Stored items from a collection

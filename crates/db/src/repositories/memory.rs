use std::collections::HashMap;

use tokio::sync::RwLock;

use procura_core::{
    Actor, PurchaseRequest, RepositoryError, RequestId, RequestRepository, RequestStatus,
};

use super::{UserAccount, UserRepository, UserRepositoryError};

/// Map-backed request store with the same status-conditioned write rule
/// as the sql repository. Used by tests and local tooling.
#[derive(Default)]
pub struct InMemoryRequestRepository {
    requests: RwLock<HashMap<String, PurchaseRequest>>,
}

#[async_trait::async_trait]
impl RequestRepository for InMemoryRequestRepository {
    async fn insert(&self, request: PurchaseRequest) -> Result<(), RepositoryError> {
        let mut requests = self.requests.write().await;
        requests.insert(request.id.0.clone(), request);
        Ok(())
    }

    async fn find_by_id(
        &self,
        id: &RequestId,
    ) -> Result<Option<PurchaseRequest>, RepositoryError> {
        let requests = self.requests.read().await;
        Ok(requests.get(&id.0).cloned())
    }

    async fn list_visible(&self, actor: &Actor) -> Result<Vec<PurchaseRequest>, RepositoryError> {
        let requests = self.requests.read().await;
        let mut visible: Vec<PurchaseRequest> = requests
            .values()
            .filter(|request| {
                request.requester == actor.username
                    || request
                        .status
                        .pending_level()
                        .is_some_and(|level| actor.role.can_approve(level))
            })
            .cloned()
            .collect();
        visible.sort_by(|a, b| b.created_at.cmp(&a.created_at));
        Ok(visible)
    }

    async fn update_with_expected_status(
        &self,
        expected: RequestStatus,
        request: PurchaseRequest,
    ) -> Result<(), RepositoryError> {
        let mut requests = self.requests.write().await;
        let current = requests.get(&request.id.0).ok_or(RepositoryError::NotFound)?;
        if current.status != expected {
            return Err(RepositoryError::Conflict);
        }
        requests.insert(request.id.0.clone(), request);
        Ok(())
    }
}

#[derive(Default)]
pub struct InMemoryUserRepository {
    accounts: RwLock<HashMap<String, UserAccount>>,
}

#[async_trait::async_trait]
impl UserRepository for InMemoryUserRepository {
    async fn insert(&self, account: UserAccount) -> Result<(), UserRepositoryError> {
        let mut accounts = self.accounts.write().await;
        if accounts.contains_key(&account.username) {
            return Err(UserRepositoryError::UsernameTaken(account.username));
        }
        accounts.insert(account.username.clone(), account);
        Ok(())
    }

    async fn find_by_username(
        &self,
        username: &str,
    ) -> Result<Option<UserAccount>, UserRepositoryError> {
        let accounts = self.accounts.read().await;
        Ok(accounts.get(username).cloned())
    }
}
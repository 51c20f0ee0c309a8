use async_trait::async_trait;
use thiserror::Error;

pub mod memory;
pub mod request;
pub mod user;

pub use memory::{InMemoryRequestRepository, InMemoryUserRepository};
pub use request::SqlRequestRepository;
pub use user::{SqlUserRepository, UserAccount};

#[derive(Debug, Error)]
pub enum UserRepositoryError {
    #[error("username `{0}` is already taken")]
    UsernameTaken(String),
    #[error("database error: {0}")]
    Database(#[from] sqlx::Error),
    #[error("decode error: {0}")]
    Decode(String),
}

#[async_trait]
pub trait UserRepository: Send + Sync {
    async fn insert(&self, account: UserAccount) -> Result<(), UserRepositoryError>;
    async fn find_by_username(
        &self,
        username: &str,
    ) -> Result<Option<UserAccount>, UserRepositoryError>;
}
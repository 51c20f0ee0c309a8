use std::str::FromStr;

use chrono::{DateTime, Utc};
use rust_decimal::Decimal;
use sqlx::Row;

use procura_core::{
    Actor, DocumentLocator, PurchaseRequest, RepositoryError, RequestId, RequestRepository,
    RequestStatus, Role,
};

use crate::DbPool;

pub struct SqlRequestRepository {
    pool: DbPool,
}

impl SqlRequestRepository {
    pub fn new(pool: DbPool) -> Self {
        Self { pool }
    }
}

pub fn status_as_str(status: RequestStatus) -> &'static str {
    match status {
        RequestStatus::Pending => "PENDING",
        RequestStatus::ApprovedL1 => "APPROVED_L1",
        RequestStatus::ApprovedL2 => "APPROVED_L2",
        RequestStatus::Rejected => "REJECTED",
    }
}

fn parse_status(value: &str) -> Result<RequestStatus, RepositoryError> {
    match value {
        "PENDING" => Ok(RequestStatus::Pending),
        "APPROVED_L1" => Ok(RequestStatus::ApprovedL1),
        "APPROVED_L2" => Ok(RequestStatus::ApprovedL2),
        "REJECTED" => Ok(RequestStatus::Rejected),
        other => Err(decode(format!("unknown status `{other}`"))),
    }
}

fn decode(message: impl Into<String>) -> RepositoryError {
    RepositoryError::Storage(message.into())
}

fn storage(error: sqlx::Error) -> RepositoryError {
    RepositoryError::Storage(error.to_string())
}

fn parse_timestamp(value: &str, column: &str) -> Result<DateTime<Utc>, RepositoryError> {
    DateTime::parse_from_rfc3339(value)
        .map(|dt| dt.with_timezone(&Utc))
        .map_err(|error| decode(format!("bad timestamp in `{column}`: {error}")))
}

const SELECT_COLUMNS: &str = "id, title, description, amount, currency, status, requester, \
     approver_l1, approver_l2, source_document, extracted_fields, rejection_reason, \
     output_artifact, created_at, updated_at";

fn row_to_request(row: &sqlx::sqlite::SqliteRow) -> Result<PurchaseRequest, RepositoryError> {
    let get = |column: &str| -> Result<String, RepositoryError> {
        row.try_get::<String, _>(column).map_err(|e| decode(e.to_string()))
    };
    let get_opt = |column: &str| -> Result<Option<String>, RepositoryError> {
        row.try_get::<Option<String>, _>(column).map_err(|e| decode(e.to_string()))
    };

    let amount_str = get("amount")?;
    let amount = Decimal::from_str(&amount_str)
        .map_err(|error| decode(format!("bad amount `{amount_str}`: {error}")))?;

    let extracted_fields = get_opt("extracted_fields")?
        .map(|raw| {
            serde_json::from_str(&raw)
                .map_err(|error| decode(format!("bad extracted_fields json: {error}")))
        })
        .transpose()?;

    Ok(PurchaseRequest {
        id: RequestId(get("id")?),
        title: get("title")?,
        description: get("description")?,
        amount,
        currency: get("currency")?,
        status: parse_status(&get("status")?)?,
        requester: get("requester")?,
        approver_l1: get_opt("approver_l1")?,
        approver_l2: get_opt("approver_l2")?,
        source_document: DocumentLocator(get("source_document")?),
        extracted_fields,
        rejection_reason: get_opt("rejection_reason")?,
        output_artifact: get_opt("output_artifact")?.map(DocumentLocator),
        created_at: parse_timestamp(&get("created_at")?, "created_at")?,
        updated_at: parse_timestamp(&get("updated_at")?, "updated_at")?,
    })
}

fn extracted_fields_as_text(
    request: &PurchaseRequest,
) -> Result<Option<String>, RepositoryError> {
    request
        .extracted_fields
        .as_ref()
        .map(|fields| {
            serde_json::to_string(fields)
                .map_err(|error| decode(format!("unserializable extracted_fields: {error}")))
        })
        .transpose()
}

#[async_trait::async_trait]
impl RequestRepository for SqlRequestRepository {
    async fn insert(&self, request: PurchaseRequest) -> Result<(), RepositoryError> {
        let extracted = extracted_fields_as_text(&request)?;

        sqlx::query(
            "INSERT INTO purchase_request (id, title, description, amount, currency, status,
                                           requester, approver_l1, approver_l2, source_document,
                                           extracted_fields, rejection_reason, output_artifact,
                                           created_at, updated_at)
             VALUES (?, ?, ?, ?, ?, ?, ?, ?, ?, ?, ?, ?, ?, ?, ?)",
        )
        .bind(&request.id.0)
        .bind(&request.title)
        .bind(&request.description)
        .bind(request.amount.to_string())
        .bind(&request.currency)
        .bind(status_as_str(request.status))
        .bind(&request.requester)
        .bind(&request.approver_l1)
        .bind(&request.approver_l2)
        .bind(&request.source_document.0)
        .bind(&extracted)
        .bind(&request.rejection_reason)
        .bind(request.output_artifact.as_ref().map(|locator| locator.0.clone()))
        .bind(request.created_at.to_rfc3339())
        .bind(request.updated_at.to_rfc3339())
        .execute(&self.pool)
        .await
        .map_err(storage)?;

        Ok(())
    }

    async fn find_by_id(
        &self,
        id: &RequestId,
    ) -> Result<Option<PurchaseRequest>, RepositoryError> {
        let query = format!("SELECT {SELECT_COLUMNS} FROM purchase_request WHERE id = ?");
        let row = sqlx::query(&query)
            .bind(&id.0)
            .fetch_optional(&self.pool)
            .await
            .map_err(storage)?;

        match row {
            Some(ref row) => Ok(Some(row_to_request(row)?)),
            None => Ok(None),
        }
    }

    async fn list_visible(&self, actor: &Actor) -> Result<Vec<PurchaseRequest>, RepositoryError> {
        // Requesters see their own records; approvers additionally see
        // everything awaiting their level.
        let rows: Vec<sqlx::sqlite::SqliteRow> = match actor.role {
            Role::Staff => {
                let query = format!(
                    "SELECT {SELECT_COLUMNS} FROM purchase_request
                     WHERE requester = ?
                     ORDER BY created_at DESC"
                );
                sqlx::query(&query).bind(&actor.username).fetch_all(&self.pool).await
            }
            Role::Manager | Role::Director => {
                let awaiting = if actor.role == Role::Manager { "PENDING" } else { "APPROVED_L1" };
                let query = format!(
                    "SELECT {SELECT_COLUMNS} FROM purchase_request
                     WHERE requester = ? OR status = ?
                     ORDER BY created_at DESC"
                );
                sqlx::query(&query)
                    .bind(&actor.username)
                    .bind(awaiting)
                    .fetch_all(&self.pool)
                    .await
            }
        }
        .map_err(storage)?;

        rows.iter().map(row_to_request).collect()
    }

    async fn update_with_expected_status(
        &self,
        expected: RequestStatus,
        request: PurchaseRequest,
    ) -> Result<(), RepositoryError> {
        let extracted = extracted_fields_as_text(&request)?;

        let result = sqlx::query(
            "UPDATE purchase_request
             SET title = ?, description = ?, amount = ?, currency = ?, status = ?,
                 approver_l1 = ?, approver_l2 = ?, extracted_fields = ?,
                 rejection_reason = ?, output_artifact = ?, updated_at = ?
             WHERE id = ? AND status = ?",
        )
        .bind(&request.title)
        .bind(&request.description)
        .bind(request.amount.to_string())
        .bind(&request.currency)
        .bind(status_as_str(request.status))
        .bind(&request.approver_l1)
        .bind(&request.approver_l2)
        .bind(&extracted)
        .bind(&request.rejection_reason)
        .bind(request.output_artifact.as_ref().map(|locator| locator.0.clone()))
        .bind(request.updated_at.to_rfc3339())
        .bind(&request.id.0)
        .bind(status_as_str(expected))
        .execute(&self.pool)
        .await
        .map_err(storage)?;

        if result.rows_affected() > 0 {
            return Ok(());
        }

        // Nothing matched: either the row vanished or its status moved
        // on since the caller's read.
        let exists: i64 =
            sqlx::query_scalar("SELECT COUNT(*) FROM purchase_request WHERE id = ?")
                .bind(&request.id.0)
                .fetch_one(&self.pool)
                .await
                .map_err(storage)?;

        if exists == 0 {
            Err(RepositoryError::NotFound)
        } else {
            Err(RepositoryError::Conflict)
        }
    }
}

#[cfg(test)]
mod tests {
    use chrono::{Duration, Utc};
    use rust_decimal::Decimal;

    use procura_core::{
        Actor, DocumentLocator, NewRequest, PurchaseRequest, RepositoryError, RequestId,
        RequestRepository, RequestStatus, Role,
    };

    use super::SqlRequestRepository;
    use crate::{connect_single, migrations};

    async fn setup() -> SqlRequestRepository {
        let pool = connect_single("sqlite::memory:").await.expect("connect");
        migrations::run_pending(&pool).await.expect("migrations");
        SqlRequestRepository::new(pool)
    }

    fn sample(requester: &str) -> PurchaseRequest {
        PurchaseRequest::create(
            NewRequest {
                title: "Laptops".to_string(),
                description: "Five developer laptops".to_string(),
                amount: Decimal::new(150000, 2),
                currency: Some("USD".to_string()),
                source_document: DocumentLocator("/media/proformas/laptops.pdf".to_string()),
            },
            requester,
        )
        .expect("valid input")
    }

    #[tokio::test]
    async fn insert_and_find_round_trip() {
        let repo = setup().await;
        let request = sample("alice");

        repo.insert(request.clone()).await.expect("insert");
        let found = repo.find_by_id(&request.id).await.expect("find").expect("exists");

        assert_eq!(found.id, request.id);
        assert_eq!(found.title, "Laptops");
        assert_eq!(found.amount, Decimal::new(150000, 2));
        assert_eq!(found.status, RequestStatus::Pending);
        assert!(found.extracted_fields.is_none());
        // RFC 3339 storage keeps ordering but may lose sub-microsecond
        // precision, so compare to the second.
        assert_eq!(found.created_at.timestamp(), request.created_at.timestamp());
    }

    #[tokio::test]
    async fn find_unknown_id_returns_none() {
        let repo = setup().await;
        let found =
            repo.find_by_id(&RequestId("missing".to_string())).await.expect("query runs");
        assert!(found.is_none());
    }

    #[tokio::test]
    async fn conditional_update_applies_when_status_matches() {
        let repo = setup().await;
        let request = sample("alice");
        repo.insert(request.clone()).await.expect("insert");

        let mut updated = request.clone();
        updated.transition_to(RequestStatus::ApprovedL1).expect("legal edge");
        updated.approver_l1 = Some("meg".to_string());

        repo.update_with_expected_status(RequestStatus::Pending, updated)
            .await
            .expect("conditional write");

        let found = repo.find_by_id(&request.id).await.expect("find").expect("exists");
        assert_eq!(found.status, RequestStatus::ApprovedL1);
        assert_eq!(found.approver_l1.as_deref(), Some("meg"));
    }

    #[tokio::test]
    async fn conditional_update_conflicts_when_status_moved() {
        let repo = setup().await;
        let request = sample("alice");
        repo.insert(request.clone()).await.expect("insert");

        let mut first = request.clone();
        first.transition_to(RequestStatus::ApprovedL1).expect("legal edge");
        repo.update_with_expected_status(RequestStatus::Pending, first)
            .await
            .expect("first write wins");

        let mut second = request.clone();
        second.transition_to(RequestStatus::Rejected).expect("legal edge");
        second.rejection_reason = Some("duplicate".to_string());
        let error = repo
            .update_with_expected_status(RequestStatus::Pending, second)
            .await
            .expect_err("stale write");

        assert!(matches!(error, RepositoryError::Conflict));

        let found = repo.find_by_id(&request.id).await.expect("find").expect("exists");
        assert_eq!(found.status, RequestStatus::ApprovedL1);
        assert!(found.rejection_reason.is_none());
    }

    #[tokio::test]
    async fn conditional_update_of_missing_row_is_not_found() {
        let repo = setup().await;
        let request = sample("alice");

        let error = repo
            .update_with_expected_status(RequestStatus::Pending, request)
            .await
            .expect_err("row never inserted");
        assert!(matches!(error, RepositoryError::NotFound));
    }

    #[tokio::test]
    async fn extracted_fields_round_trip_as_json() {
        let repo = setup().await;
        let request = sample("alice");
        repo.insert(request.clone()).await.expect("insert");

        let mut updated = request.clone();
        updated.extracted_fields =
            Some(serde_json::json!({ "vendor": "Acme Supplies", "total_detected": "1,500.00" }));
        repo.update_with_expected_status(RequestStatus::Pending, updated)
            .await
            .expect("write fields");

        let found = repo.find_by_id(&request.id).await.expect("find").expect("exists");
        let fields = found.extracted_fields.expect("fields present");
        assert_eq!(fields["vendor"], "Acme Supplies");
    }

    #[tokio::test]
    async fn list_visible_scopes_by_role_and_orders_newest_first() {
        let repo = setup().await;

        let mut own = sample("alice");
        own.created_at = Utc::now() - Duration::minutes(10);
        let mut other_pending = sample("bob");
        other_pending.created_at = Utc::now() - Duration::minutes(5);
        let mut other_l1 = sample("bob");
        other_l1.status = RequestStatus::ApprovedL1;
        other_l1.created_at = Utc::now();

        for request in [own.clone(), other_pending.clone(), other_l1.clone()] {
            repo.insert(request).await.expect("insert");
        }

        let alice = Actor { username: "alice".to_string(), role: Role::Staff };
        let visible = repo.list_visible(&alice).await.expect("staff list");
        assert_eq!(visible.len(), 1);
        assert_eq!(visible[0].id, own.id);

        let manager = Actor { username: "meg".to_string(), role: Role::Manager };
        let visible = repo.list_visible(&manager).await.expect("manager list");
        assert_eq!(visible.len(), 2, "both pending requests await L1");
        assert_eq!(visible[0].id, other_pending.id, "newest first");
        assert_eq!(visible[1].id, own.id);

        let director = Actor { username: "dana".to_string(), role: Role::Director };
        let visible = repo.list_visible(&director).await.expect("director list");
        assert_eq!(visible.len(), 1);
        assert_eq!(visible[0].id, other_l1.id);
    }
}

» Try it
For every line above that holds the word "UserRepositoryError", report the whole line.

» Your solution
use super::{UserAccount, UserRepository, UserRepositoryError};
    async fn insert(&self, account: UserAccount) -> Result<(), UserRepositoryError> {
            return Err(UserRepositoryError::UsernameTaken(account.username));
    ) -> Result<Option<UserAccount>, UserRepositoryError> {
pub enum UserRepositoryError {
    async fn insert(&self, account: UserAccount) -> Result<(), UserRepositoryError>;
    ) -> Result<Option<UserAccount>, UserRepositoryError>;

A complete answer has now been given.